Danson EJ., Mankia KS., Golding S., Dawson T., Everatt L., Cai S., Channon KM., Paterson DJ.
We tested the hypothesis that a single allele deletion of neuronal nitric oxide synthase (nNOS) would impair the neural control of heart rate following physical training, and that this phenotype could be restored following targeted gene transfer of nNOS. Voluntary wheel-running (+EX) in heterozygous nNOS knockout mice (nNOS(+/-), +EX; n= 52; peak performance 9.1 +/- 1.8 km day(-1)) was undertaken and compared to wild-type mice (n= 38; 9.5 +/- 0.8 km day(-1)). In anaesthetized wild-type mice, exercise increased phenylephrine-induced bradycardia by 67% (measured as heart rate change, in beats per minute, divided by the change in arterial blood pressure, in mmHg) or pulse interval response to phenylephrine by 52% (measured as interbeat interval change, in milliseconds, divided by the change in blood pressure). Heart rate changes or interbeat interval changes in response to right vagal nerve stimulation were also enhanced by exercise in wild-type atria (P < 0.05), whereas both in vivo and in vitro responses to exercise were absent in nNOS(+/-) mice. nNOS inhibition attenuated heart rate responses to vagal nerve stimulation in all atria (P < 0.05) and normalized the responses in wild-type, +EX with respect to wild-type with no exercise (-EX) atria. Atrial nNOS mRNA and protein were increased in wild-type, +EX compared to wild-type, -EX (P < 0.05), although exercise failed to have any effect in nNOS(+/-) atria.
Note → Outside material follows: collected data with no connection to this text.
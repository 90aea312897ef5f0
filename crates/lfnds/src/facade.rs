//! # Facade
//!
//! Single entry point for the host page. A facade is bound to one
//! configuration at a time and delegates everything else: rendering goes to
//! the configuration's view, API calls go through its transport, models come
//! from its factory.

use crate::configuration::{BaseConfiguration, Configuration, FacadeHandle};
use chrono::{DateTime, Utc};
use lfnds_core::{
    codes, Donation, ElefundsError, ElefundsResult, HttpMethod, Receiver, ReceiverRecord,
};
use serde::Deserialize;
use serde_json::{json, Value};
use std::collections::HashMap;
use std::fmt;
use tracing::{debug, error, info, instrument};
use uuid::Uuid;

/// Orchestrates rendering and API calls for one configuration
pub struct Facade {
    id: Uuid,
    configuration: Option<Box<dyn Configuration>>,
}

impl Facade {
    /// Create an unbound facade
    pub fn new() -> Self {
        Self {
            id: Uuid::new_v4(),
            configuration: None,
        }
    }

    /// Create a facade and bind `configuration` right away
    pub fn with_configuration<C>(configuration: C) -> ElefundsResult<Self>
    where
        C: Configuration + 'static,
    {
        let mut facade = Self::new();
        facade.set_configuration(configuration)?;
        Ok(facade)
    }

    pub fn id(&self) -> Uuid {
        self.id
    }

    pub fn handle(&self) -> FacadeHandle {
        FacadeHandle::new(self.id)
    }

    // =========================================================================
    // Binding
    // =========================================================================

    /// Bind a configuration and run its `init()` hook once.
    ///
    /// If `init()` fails the configuration is dropped and the facade keeps
    /// its previous binding.
    pub fn set_configuration<C>(&mut self, configuration: C) -> ElefundsResult<()>
    where
        C: Configuration + 'static,
    {
        self.set_boxed_configuration(Box::new(configuration))
    }

    #[instrument(skip(self, configuration), fields(facade_id = %self.id))]
    pub fn set_boxed_configuration(
        &mut self,
        mut configuration: Box<dyn Configuration>,
    ) -> ElefundsResult<()> {
        configuration.base_mut().bind_facade(self.handle());

        if let Err(e) = configuration.init() {
            error!("Configuration init failed: {}", e);
            return Err(e);
        }

        info!(
            "Configuration bound: client_id={:?}, countrycode={}, template={}",
            configuration.base().client_id(),
            configuration.base().countrycode(),
            configuration.default_template()
        );
        self.configuration = Some(configuration);
        Ok(())
    }

    /// Bound configuration; fails before `set_configuration()`
    pub fn configuration(&self) -> ElefundsResult<&dyn Configuration> {
        match self.configuration.as_deref() {
            Some(configuration) => Ok(configuration),
            None => Err(not_bound()),
        }
    }

    pub fn configuration_mut(&mut self) -> ElefundsResult<&mut (dyn Configuration + 'static)> {
        match self.configuration.as_deref_mut() {
            Some(configuration) => Ok(configuration),
            None => Err(not_bound()),
        }
    }

    /// Bound configuration as its concrete type
    pub fn configuration_as<C: Configuration>(&self) -> ElefundsResult<&C> {
        self.configuration()?
            .as_any()
            .downcast_ref::<C>()
            .ok_or_else(wrong_type::<C>)
    }

    pub fn configuration_as_mut<C: Configuration>(&mut self) -> ElefundsResult<&mut C> {
        self.configuration_mut()?
            .as_any_mut()
            .downcast_mut::<C>()
            .ok_or_else(wrong_type::<C>)
    }

    fn base(&self) -> ElefundsResult<&BaseConfiguration> {
        Ok(self.configuration()?.base())
    }

    // =========================================================================
    // Rendering
    // =========================================================================

    /// Render a template through the bound view.
    ///
    /// `None` renders the configuration's default template.
    pub fn render_template(&self, name: Option<&str>) -> ElefundsResult<String> {
        let configuration = self.configuration()?;
        let template = match name {
            Some(name) => name,
            None => configuration.default_template(),
        };
        debug!("Rendering template {}", template);
        configuration.base().view()?.render_template(template)
    }

    /// CSS tags of the bound view, one per line, in inclusion order
    pub fn printable_css_tag_strings(&self) -> ElefundsResult<String> {
        Ok(self.base()?.view()?.css_tag_strings().join("\n"))
    }

    /// JavaScript tags of the bound view, one per line, in inclusion order
    pub fn printable_javascript_tag_strings(&self) -> ElefundsResult<String> {
        Ok(self.base()?.view()?.javascript_tag_strings().join("\n"))
    }

    // =========================================================================
    // Models
    // =========================================================================

    /// New instance of the configured donation implementation
    pub fn create_donation(&self) -> ElefundsResult<Box<dyn Donation>> {
        Ok(self.base()?.models().create_donation())
    }

    /// New instance of the configured receiver implementation
    pub fn create_receiver(&self) -> ElefundsResult<Box<dyn Receiver>> {
        Ok(self.base()?.models().create_receiver())
    }

    // =========================================================================
    // Donation API
    // =========================================================================

    /// Fetch the receivers offered for the configured countrycode
    #[instrument(skip(self), fields(facade_id = %self.id))]
    pub async fn get_receivers(&self) -> ElefundsResult<Vec<Box<dyn Receiver>>> {
        let base = self.base()?;
        let client_id = client_id(base)?;
        let hashed_key = base.hashed_key()?;
        let countrycode = base.countrycode();

        let url = format!("{}/receivers/for/{}", base.api_url(), client_id);
        let response = base
            .transport()?
            .perform_call(HttpMethod::Get, &url, hashed_key, None)
            .await?;

        let mut parsed: ReceiversResponse = serde_json::from_value(response).map_err(|e| {
            ElefundsError::protocol("Unexpected receivers response", Some(e.to_string()))
        })?;

        let records = parsed.receivers.remove(countrycode).ok_or_else(|| {
            ElefundsError::protocol(
                format!("No receivers available for countrycode {}", countrycode),
                None,
            )
        })?;

        let models = base.models();
        let receivers: Vec<Box<dyn Receiver>> = records
            .into_iter()
            .map(|mut record| {
                record.countrycode = countrycode.to_string();
                if record.valid_time.is_none() {
                    record.valid_time = parsed.meta.valid_time;
                }
                let mut receiver = models.create_receiver();
                *receiver.record_mut() = record;
                receiver
            })
            .collect();

        info!(
            "Fetched {} receivers for countrycode {}",
            receivers.len(),
            countrycode
        );
        Ok(receivers)
    }

    /// Report donations to the API.
    ///
    /// Every donation is validated before anything is sent.
    #[instrument(skip(self, donations), fields(facade_id = %self.id, count = donations.len()))]
    pub async fn add_donations(&self, donations: &[Box<dyn Donation>]) -> ElefundsResult<String> {
        if donations.is_empty() {
            debug!("No donations to add");
            return Ok(String::new());
        }

        for donation in donations {
            donation.record().validate()?;
        }

        let base = self.base()?;
        let client_id = client_id(base)?;
        let payload = donations
            .iter()
            .map(|d| serde_json::to_value(d.record()))
            .collect::<Result<Vec<Value>, _>>()
            .map_err(|e| {
                ElefundsError::protocol("Failed to encode donations", Some(e.to_string()))
            })?;

        let url = format!("{}/donations?clientId={}", base.api_url(), client_id);
        let response = base
            .transport()?
            .perform_call(
                HttpMethod::Post,
                &url,
                base.hashed_key()?,
                Some(&Value::Array(payload)),
            )
            .await?;

        info!("Added {} donations", donations.len());
        Ok(api_message(&response))
    }

    /// Cancel previously added donations by foreign id
    #[instrument(skip(self), fields(facade_id = %self.id))]
    pub async fn cancel_donations(&self, foreign_ids: &[String]) -> ElefundsResult<String> {
        self.update_donations(HttpMethod::Delete, foreign_ids).await
    }

    /// Mark previously added donations as completed by foreign id
    #[instrument(skip(self), fields(facade_id = %self.id))]
    pub async fn complete_donations(&self, foreign_ids: &[String]) -> ElefundsResult<String> {
        self.update_donations(HttpMethod::Put, foreign_ids).await
    }

    async fn update_donations(
        &self,
        method: HttpMethod,
        foreign_ids: &[String],
    ) -> ElefundsResult<String> {
        if foreign_ids.is_empty() {
            debug!("No donations to update");
            return Ok(String::new());
        }

        let base = self.base()?;
        let client_id = client_id(base)?;
        let url = format!(
            "{}/donations/{}?clientId={}",
            base.api_url(),
            foreign_ids.join(","),
            client_id
        );

        let response = base
            .transport()?
            .perform_call(method, &url, base.hashed_key()?, None)
            .await?;

        info!("{} on {} donations succeeded", method, foreign_ids.len());
        Ok(api_message(&response))
    }

    /// Fetch receivers and hand them to the view as `receivers` and
    /// `receiverIds`. Returns the number of receivers assigned.
    pub async fn load_receivers_into_view(&mut self) -> ElefundsResult<usize> {
        let receivers = self.get_receivers().await?;
        let records: Vec<&ReceiverRecord> = receivers.iter().map(|r| r.record()).collect();
        let ids: Vec<u32> = records.iter().map(|r| r.id).collect();
        let value = serde_json::to_value(&records).map_err(|e| {
            ElefundsError::protocol("Failed to encode receivers", Some(e.to_string()))
        })?;

        let view = self.configuration_mut()?.base_mut().view_mut()?;
        view.assign("receivers", value);
        view.assign("receiverIds", json!(ids));

        Ok(receivers.len())
    }
}

impl Default for Facade {
    fn default() -> Self {
        Self::new()
    }
}

impl fmt::Debug for Facade {
    fn fmt(&self, f: &mut fmt::Formatter<'_>) -> fmt::Result {
        f.debug_struct("Facade")
            .field("id", &self.id)
            .field(
                "configuration",
                &self.configuration.as_ref().map(|c| c.base()),
            )
            .finish()
    }
}

fn not_bound() -> ElefundsError {
    ElefundsError::state(
        codes::CONFIGURATION_NOT_BOUND,
        "No configuration bound. Call set_configuration() first.",
    )
}

fn wrong_type<C>() -> ElefundsError {
    ElefundsError::state(
        codes::CONFIGURATION_TYPE_MISMATCH,
        format!(
            "Bound configuration is not a {}",
            std::any::type_name::<C>()
        ),
    )
}

fn client_id(base: &BaseConfiguration) -> ElefundsResult<u32> {
    base.client_id().ok_or_else(|| {
        ElefundsError::configuration(codes::CREDENTIALS_MISSING, "clientId is not set")
    })
}

fn api_message(response: &Value) -> String {
    response
        .get("message")
        .and_then(Value::as_str)
        .unwrap_or_default()
        .to_string()
}

// =============================================================================
// API Types
// =============================================================================

#[derive(Debug, Deserialize)]
struct ReceiversResponse {
    #[serde(default)]
    meta: ReceiversMeta,
    receivers: HashMap<String, Vec<ReceiverRecord>>,
}

#[derive(Debug, Default, Deserialize)]
#[serde(rename_all = "camelCase")]
struct ReceiversMeta {
    #[serde(default)]
    valid_time: Option<DateTime<Utc>>,
}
In vivo nNOS gene transfer using adenoviruses targeted to atrial ganglia enhanced choline acetyltransferase-nNOS co-localization (P < 0.05) and increased phenylephrine-induced bradycardia in vivo and heart rate responses to vagal nerve stimulation in vitro compared to gene transfer of enhanced green fluorescent protein (eGFP, P < 0.01). This difference was abolished by nNOS inhibition (P < 0.05). In conclusion, genomic regulation of NO bioavailability from nNOS in cardiac autonomic ganglia in response to training is dependent on both alleles of the gene. Although basal expression of nNOS is normal, polymorphisms of nNOS may interfere with neural regulation of heart rate following training. Targeted gene transfer of nNOS can restore this impairment.